On 2013-03-14, at 5:27 PM, Yosem Companys wrote:

> This story appeared on Network World at
> https://www.networkworld.com/news/2013/031313-users-flock-to-japan-student39s-267650.html
> 
> Users flock to Japan student's firewall-busting thesis project
> 'VPN Gate,' designed by Ph.D. student Daiyuu Nobori to circumvent
> government firewalls, has drawn 77,000 users in less than a week
> 
> By Jay Alabaster, IDG News Service
> March 13, 2013 07:05 AM ET
> 
> IDG News Service - If you're not sure about the purpose behind Daiyuu
> Nobori's online thesis project, perhaps the large picture of the
> collapse of the Berlin Wall will help.
> 
> Nobori created VPN Gate to help individuals in countries that restrict
> Internet use to beat government firewalls. The service encourages
> members of the public to set up VPN (virtual private network) servers
> and offer free connections to individual users, aiming to make the
> technology more accessible.
> 
> "Today's VPN software is very complex. They are not easy to use. Some
> VPN services around the world are expensive for people in other parts
> of the world," Nobori said in an interview with IDG News Service.
> 
> His service maintains a public, real-time list of freely available VPN
> servers for users to choose from. It also offers downloadable server
> software to run the VPN, and a client that greatly simplifies the
> process of finding and connecting to one of the free servers, for the
> less technically inclined.
> 
> The 28 year-old doctoral student at Tsukuba University, about 30 miles
> northeast of Tokyo, wasn't sure what the reaction would be when he
> launched last Friday. He did little to advertise it outside of the
> home page and a few mentions on tech forums.
> 
> Five days later, the service has drawn 77,000 users and served nearly
> 4 terabytes of data.
> 
> "There are a lot of users from around the world, so I'm very happy,"
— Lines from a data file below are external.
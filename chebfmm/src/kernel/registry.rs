//! String keyed kernel registry and dispatch.
use std::collections::HashMap;

use lazy_static::lazy_static;
use num::traits::FloatConst;
use num::Float;
use rlst::RlstScalar;

use crate::kernel::biot_savart::BiotSavartKernel;
use crate::kernel::helmholtz::{HelmholtzKernel, DEFAULT_WAVENUMBER};
use crate::kernel::laplace::{LaplaceGradientKernel, LaplacePotentialKernel};
use crate::kernel::stokes::{
    StokesPressureKernel, StokesStressKernel, StokesVelGradKernel, StokesVelocityKernel,
};
use crate::traits::kernel::Kernel;
use crate::traits::types::ChebFmmError;

/// Internal tag for each kernel the registry can construct.
#[derive(Clone, Copy, Debug, PartialEq, Eq, Hash)]
pub enum KernelKind {
    /// Laplace single layer potential
    LaplacePotential,
    /// Laplace potential gradient
    LaplaceGradient,

    /// Stokeslet velocity
    StokesVelocity,
    /// Stokeslet pressure
    StokesPressure,
    /// Stokeslet stress
    StokesStress,
    /// Stokeslet velocity gradient
    StokesVelGrad,

    /// Biot-Savart field
    BiotSavartPotential,

    /// Helmholtz potential
    HelmholtzPotential,
}

lazy_static! {
    static ref KERNEL_TABLE: HashMap<&'static str, KernelKind> = {
        let mut table = HashMap::new();
        table.insert("LaplaceKernel, potential", KernelKind::LaplacePotential);
        table.insert("LapKnl3D", KernelKind::LaplacePotential);
        table.insert("LaplaceKernel, gradient", KernelKind::LaplaceGradient);

        table.insert("StokesKernel, velocity", KernelKind::StokesVelocity);
        table.insert("StokesKernel, pressure", KernelKind::StokesPressure);
        table.insert("StokesKernel, stress", KernelKind::StokesStress);
        table.insert("StokesKernel, vel_grad", KernelKind::StokesVelGrad);

        table.insert("BiotSavartKernel, potential", KernelKind::BiotSavartPotential);

        table.insert("HelmholtzKernel, potential", KernelKind::HelmholtzPotential);
        table.insert("HelmKnl3D(k)", KernelKind::HelmholtzPotential);
        table
    };
}

impl KernelKind {
    /// Resolve a human readable kernel description string.
    pub fn from_desc(desc: &str) -> Result<Self, ChebFmmError> {
        KERNEL_TABLE
            .get(desc)
            .copied()
            .ok_or_else(|| ChebFmmError::InvalidKernelDesc(desc.to_string()))
    }

    /// Description strings understood by [KernelKind::from_desc].
    pub fn descriptions() -> impl Iterator<Item = &'static str> {
        KERNEL_TABLE.keys().copied()
    }
}

/// Construct the kernel object selected by a description string,
/// parameterized over the numeric element type.
///
/// Helmholtz kernels are constructed with [DEFAULT_WAVENUMBER]; use
/// [HelmholtzKernel::new] directly for other wavenumbers.
pub fn kernel_from_desc<T>(desc: &str) -> Result<Box<dyn Kernel<T = T>>, ChebFmmError>
where
    T: RlstScalar<Real = T> + Float + FloatConst,
{
    let kind = KernelKind::from_desc(desc)?;
    let kernel: Box<dyn Kernel<T = T>> = match kind {
        KernelKind::LaplacePotential => Box::new(LaplacePotentialKernel::new()),
        KernelKind::LaplaceGradient => Box::new(LaplaceGradientKernel::new()),

        KernelKind::StokesVelocity => Box::new(StokesVelocityKernel::new()),
        KernelKind::StokesPressure => Box::new(StokesPressureKernel::new()),
        KernelKind::StokesStress => Box::new(StokesStressKernel::new()),
        KernelKind::StokesVelGrad => Box::new(StokesVelGradKernel::new()),

        KernelKind::BiotSavartPotential => Box::new(BiotSavartKernel::new()),

        KernelKind::HelmholtzPotential => Box::new(HelmholtzKernel::new(
            T::from(DEFAULT_WAVENUMBER).unwrap(),
        )),
    };
    Ok(kernel)
}

#[cfg(test)]
mod test {
    use super::*;

    #[test]
    fn test_every_description_resolves() {
        for desc in KernelKind::descriptions() {
            let kernel = kernel_from_desc::<f64>(desc).unwrap();
            assert!(kernel.domain_component_count() > 0);
            assert!(kernel.range_component_count() > 0);
        }
    }

    #[test]
    fn test_aliases_agree() {
        assert_eq!(
            KernelKind::from_desc("LapKnl3D").unwrap(),
            KernelKind::from_desc("LaplaceKernel, potential").unwrap()
        );
        assert_eq!(
            KernelKind::from_desc("HelmKnl3D(k)").unwrap(),
            KernelKind::from_desc("HelmholtzKernel, potential").unwrap()
        );
    }

    #[test]
    fn test_block_dimensions() {
        let cases = [
            ("LaplaceKernel, potential", 1, 1),
            ("LaplaceKernel, gradient", 1, 3),
            ("StokesKernel, velocity", 3, 3),
            ("StokesKernel, pressure", 3, 1),
            ("StokesKernel, stress", 3, 9),
            ("StokesKernel, vel_grad", 3, 9),
            ("BiotSavartKernel, potential", 3, 3),
            ("HelmholtzKernel, potential", 2, 2),
        ];
        for (desc, domain, range) in cases {
            let kernel = kernel_from_desc::<f32>(desc).unwrap();
            assert_eq!(kernel.domain_component_count(), domain, "{}", desc);
            assert_eq!(kernel.range_component_count(), range, "{}", desc);
        }
    }

    #[test]
    fn test_unknown_description_is_an_error() {
        let err = kernel_from_desc::<f64>("YukawaKernel, potential").unwrap_err();
        assert!(err.to_string().contains("Invalid kernel_desc"));
    }
}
> he said, but "the large amount of data transfer charges are a problem.
> This is coming from my credit card."
> 
> Nobori had originally planned to host the service on his university's
> servers, but they have been down recently so he switched it to the
> Windows Azure cloud platform. He has spent about US$9,000 keeping it
> up so far, and will move it back to the university as soon as he can.
> He also operates his own VPN company, income from which has helped
> with expenses.
> 
> The service is based on "SoftEther," open-source VPN software he
> built. He says most of it will be released as open source in the next
> few months. He said he plans to keep certain small portions related to
> custom protocols private, for security reasons.
> 
> He was motivated to create VPN Gate when he learned about the
> firewalls imposed on people living in Middle East countries such as
> Egypt and Libya. The Web page is currently offered in English, Chinese
> and his native Japanese, but he says that is more based on the number
> of language speakers worldwide than any political feelings about a
> particular country.
> 
> "I'm an engineer, I don't have any interest in politics," he said. "If
> people somewhere want to study and can't use services like Wikipedia
> or Google, this is a big problem. Wikipedia has political articles,
> but also articles about science and other topics."
> 
> The service's public access logs show that the vast majority of
> connections are coming from China. He had friends at his university
> help him translate his materials into Chinese, but they asked that he
> not credit them by name for fear of repercussions.
> 
> Nobori said that while few people in countries like Japan feel
> threatened by government firewalls, he remains concerned. In Japan,
> police have publicized a plan to block access to a genre of sites that
> give advice on how to kill yourself, to cut down on the country's high
> suicide rate.
> 
> "It is probably acceptable to block the suicide sites, but you don't
> know what happens next. There is always a chance it will expand."
> 
> The IDG News Service is a Network World affiliate.